* [Brief]
Search the data for the string "push" and gather each line it is in.
****************************************
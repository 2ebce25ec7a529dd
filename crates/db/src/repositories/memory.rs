use std::collections::HashMap;

use chrono::{DateTime, Utc};
use tokio::sync::RwLock;

use storefront_core::domain::product::{Product, ProductId};
use storefront_core::domain::session::{PasswordReset, Session};
use storefront_core::domain::user::{User, UserId, ViewHistoryEntry};

use super::{
    ActivityRepository, ProductRepository, RepositoryError, SessionRepository, UserRepository,
};

/// Vec-backed so `list` keeps insertion order like the SQL table's `seq`.
#[derive(Default)]
pub struct InMemoryProductRepository {
    products: RwLock<Vec<Product>>,
}

impl InMemoryProductRepository {
    pub fn with_products(products: Vec<Product>) -> Self {
        Self { products: RwLock::new(products) }
    }
}

#[async_trait::async_trait]
impl ProductRepository for InMemoryProductRepository {
    async fn list(&self) -> Result<Vec<Product>, RepositoryError> {
        Ok(self.products.read().await.clone())
    }

    async fn find_by_id(&self, id: &ProductId) -> Result<Option<Product>, RepositoryError> {
        let products = self.products.read().await;
        Ok(products.iter().find(|product| &product.id == id).cloned())
    }

    async fn save(&self, product: Product) -> Result<(), RepositoryError> {
        let mut products = self.products.write().await;
        match products.iter_mut().find(|existing| existing.id == product.id) {
            Some(existing) => *existing = product,
            None => products.push(product),
        }
        Ok(())
    }

    async fn delete(&self, id: &ProductId) -> Result<bool, RepositoryError> {
        let mut products = self.products.write().await;
        let before = products.len();
        products.retain(|product| &product.id != id);
        Ok(products.len() != before)
    }

    async fn count(&self) -> Result<u64, RepositoryError> {
        Ok(self.products.read().await.len() as u64)
    }
}

#[derive(Default)]
pub struct InMemoryUserRepository {
    users: RwLock<HashMap<String, User>>,
}

const TAKEN: &str = "username or email already exists";

impl InMemoryUserRepository {
    fn clashes(users: &HashMap<String, User>, candidate: &User) -> bool {
        users.values().any(|existing| {
            existing.id != candidate.id
                && (existing.username == candidate.username
                    || existing.email.eq_ignore_ascii_case(&candidate.email))
        })
    }
}

#[async_trait::async_trait]
impl UserRepository for InMemoryUserRepository {
    async fn find_by_id(&self, id: &UserId) -> Result<Option<User>, RepositoryError> {
        Ok(self.users.read().await.get(id.as_str()).cloned())
    }

    async fn find_by_email(&self, email: &str) -> Result<Option<User>, RepositoryError> {
        let email = email.trim();
        let users = self.users.read().await;
        Ok(users.values().find(|user| user.email.eq_ignore_ascii_case(email)).cloned())
    }

    async fn find_by_username(&self, username: &str) -> Result<Option<User>, RepositoryError> {
        let username = username.trim();
        let users = self.users.read().await;
        Ok(users.values().find(|user| user.username == username).cloned())
    }

    async fn insert(&self, user: User) -> Result<(), RepositoryError> {
        let mut users = self.users.write().await;
        if users.contains_key(user.id.as_str()) || Self::clashes(&users, &user) {
            return Err(RepositoryError::Conflict(TAKEN.to_string()));
        }
        users.insert(user.id.0.clone(), user);
        Ok(())
    }

    async fn update(&self, user: User) -> Result<(), RepositoryError> {
        let mut users = self.users.write().await;
        if Self::clashes(&users, &user) {
            return Err(RepositoryError::Conflict(TAKEN.to_string()));
        }
        if let Some(existing) = users.get_mut(user.id.as_str()) {
            *existing = user;
        }
        Ok(())
    }
}

#[derive(Default)]
pub struct InMemorySessionRepository {
    sessions: RwLock<HashMap<String, Session>>,
    resets: RwLock<HashMap<String, PasswordReset>>,
}

#[async_trait::async_trait]
impl SessionRepository for InMemorySessionRepository {
    async fn create(&self, session: Session) -> Result<(), RepositoryError> {
        self.sessions.write().await.insert(session.token_digest.clone(), session);
        Ok(())
    }

    async fn find(&self, token_digest: &str) -> Result<Option<Session>, RepositoryError> {
        Ok(self.sessions.read().await.get(token_digest).cloned())
    }

    async fn delete(&self, token_digest: &str) -> Result<bool, RepositoryError> {
        Ok(self.sessions.write().await.remove(token_digest).is_some())
    }

    async fn delete_for_user(&self, user_id: &UserId) -> Result<u64, RepositoryError> {
        let mut sessions = self.sessions.write().await;
        let before = sessions.len();
        sessions.retain(|_, session| &session.user_id != user_id);
        Ok((before - sessions.len()) as u64)
    }

    async fn purge_expired(&self, now: DateTime<Utc>) -> Result<u64, RepositoryError> {
        let mut sessions = self.sessions.write().await;
        let mut resets = self.resets.write().await;
        let before = sessions.len() + resets.len();
        sessions.retain(|_, session| !session.is_expired(now));
        resets.retain(|_, reset| !reset.is_expired(now));
        Ok((before - sessions.len() - resets.len()) as u64)
    }

    async fn create_reset(&self, reset: PasswordReset) -> Result<(), RepositoryError> {
        self.resets.write().await.insert(reset.token_digest.clone(), reset);
        Ok(())
    }

    async fn take_reset(
        &self,
        token_digest: &str,
    ) -> Result<Option<PasswordReset>, RepositoryError> {
        Ok(self.resets.write().await.remove(token_digest))
    }
}

#[derive(Default)]
pub struct InMemoryActivityRepository {
    saved: RwLock<HashMap<String, Vec<ProductId>>>,
    history: RwLock<HashMap<String, Vec<ViewHistoryEntry>>>,
}

#[async_trait::async_trait]
impl ActivityRepository for InMemoryActivityRepository {
    async fn saved_items(&self, user_id: &UserId) -> Result<Vec<ProductId>, RepositoryError> {
        Ok(self.saved.read().await.get(user_id.as_str()).cloned().unwrap_or_default())
    }

    async fn add_saved_item(
        &self,
        user_id: &UserId,
        product_id: &ProductId,
    ) -> Result<(), RepositoryError> {
        let mut saved = self.saved.write().await;
        let items = saved.entry(user_id.0.clone()).or_default();
        if !items.contains(product_id) {
            items.push(product_id.clone());
        }
        Ok(())
    }

    async fn remove_saved_item(
        &self,
        user_id: &UserId,
        product_id: &ProductId,
    ) -> Result<(), RepositoryError> {
        if let Some(items) = self.saved.write().await.get_mut(user_id.as_str()) {
            items.retain(|item| item != product_id);
        }
        Ok(())
    }

    async fn view_history(
        &self,
        user_id: &UserId,
    ) -> Result<Vec<ViewHistoryEntry>, RepositoryError> {
        Ok(self.history.read().await.get(user_id.as_str()).cloned().unwrap_or_default())
    }

    async fn replace_view_history(
        &self,
        user_id: &UserId,
        history: Vec<ViewHistoryEntry>,
    ) -> Result<(), RepositoryError> {
        self.history.write().await.insert(user_id.0.clone(), history);
        Ok(())
    }
}

#[cfg(test)]
mod tests {
    use chrono::{Duration, Utc};

    use storefront_core::domain::product::{Product, ProductId, ProductReviews};
    use storefront_core::domain::session::Session;
    use storefront_core::domain::user::{User, UserId};

    use crate::repositories::{
        ActivityRepository, InMemoryActivityRepository, InMemoryProductRepository,
        InMemorySessionRepository, InMemoryUserRepository, ProductRepository, RepositoryError,
        SessionRepository, UserRepository,
    };

    fn product(id: &str) -> Product {
        Product {
            id: ProductId::from(id),
            name: format!("Product {id}"),
            categories: vec!["Misc".to_string()],
            discounted_price: 10.0,
            actual_price: 20.0,
            discount_percentage: "50%".to_string(),
            rating: 4.0,
            rating_count: 3,
            about_product: String::new(),
            reviews: ProductReviews::default(),
            img_link: String::new(),
            product_link: String::new(),
        }
    }

    fn user(id: &str, username: &str, email: &str) -> User {
        User {
            id: UserId::from(id),
            username: username.to_string(),
            email: email.to_string(),
            password_hash: "hash".to_string(),
            created_at: Utc::now(),
        }
    }

    #[tokio::test]
    async fn in_memory_product_repo_keeps_order_on_update() {
        let repo = InMemoryProductRepository::default();
        for id in ["b", "a", "c"] {
            repo.save(product(id)).await.expect("save");
        }
        let mut changed = product("a");
        changed.name = "Renamed".to_string();
        repo.save(changed.clone()).await.expect("update");

        let listed = repo.list().await.expect("list");
        let ids: Vec<&str> = listed.iter().map(|p| p.id.as_str()).collect();
        assert_eq!(ids, vec!["b", "a", "c"]);
        assert_eq!(repo.find_by_id(&changed.id).await.expect("find"), Some(changed));
        assert!(repo.delete(&ProductId::from("b")).await.expect("delete"));
        assert_eq!(repo.count().await.expect("count"), 2);
    }

    #[tokio::test]
    async fn in_memory_user_repo_enforces_uniqueness() {
        let repo = InMemoryUserRepository::default();
        repo.insert(user("u-1", "alice", "alice@example.com")).await.expect("insert");

        let clash = repo.insert(user("u-2", "alice", "other@example.com")).await;
        assert!(matches!(clash, Err(RepositoryError::Conflict(_))));
        let clash = repo.insert(user("u-3", "carol", "ALICE@example.com")).await;
        assert!(matches!(clash, Err(RepositoryError::Conflict(_))));

        assert!(repo.find_by_email("Alice@Example.com").await.expect("find").is_some());
    }

    #[tokio::test]
    async fn in_memory_sessions_purge_expired() {
        let repo = InMemorySessionRepository::default();
        let now = Utc::now();
        repo.create(Session {
            token_digest: "old".to_string(),
            user_id: UserId::from("u-1"),
            created_at: now - Duration::days(2),
            expires_at: now - Duration::days(1),
        })
        .await
        .expect("create");

        assert_eq!(repo.purge_expired(now).await.expect("purge"), 1);
        assert!(repo.find("old").await.expect("find").is_none());
    }

    #[tokio::test]
    async fn in_memory_saved_items_are_idempotent() {
        let repo = InMemoryActivityRepository::default();
        let user = UserId::from("u-1");
        repo.add_saved_item(&user, &ProductId::from("p")).await.expect("add");
        repo.add_saved_item(&user, &ProductId::from("p")).await.expect("add again");
        assert_eq!(repo.saved_items(&user).await.expect("list").len(), 1);

        repo.remove_saved_item(&user, &ProductId::from("p")).await.expect("remove");
        repo.remove_saved_item(&user, &ProductId::from("p")).await.expect("remove again");
        assert!(repo.saved_items(&user).await.expect("list").is_empty());
    }
}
****************************************
* [Reply]
            None => products.push(product),
            items.push(product_id.clone());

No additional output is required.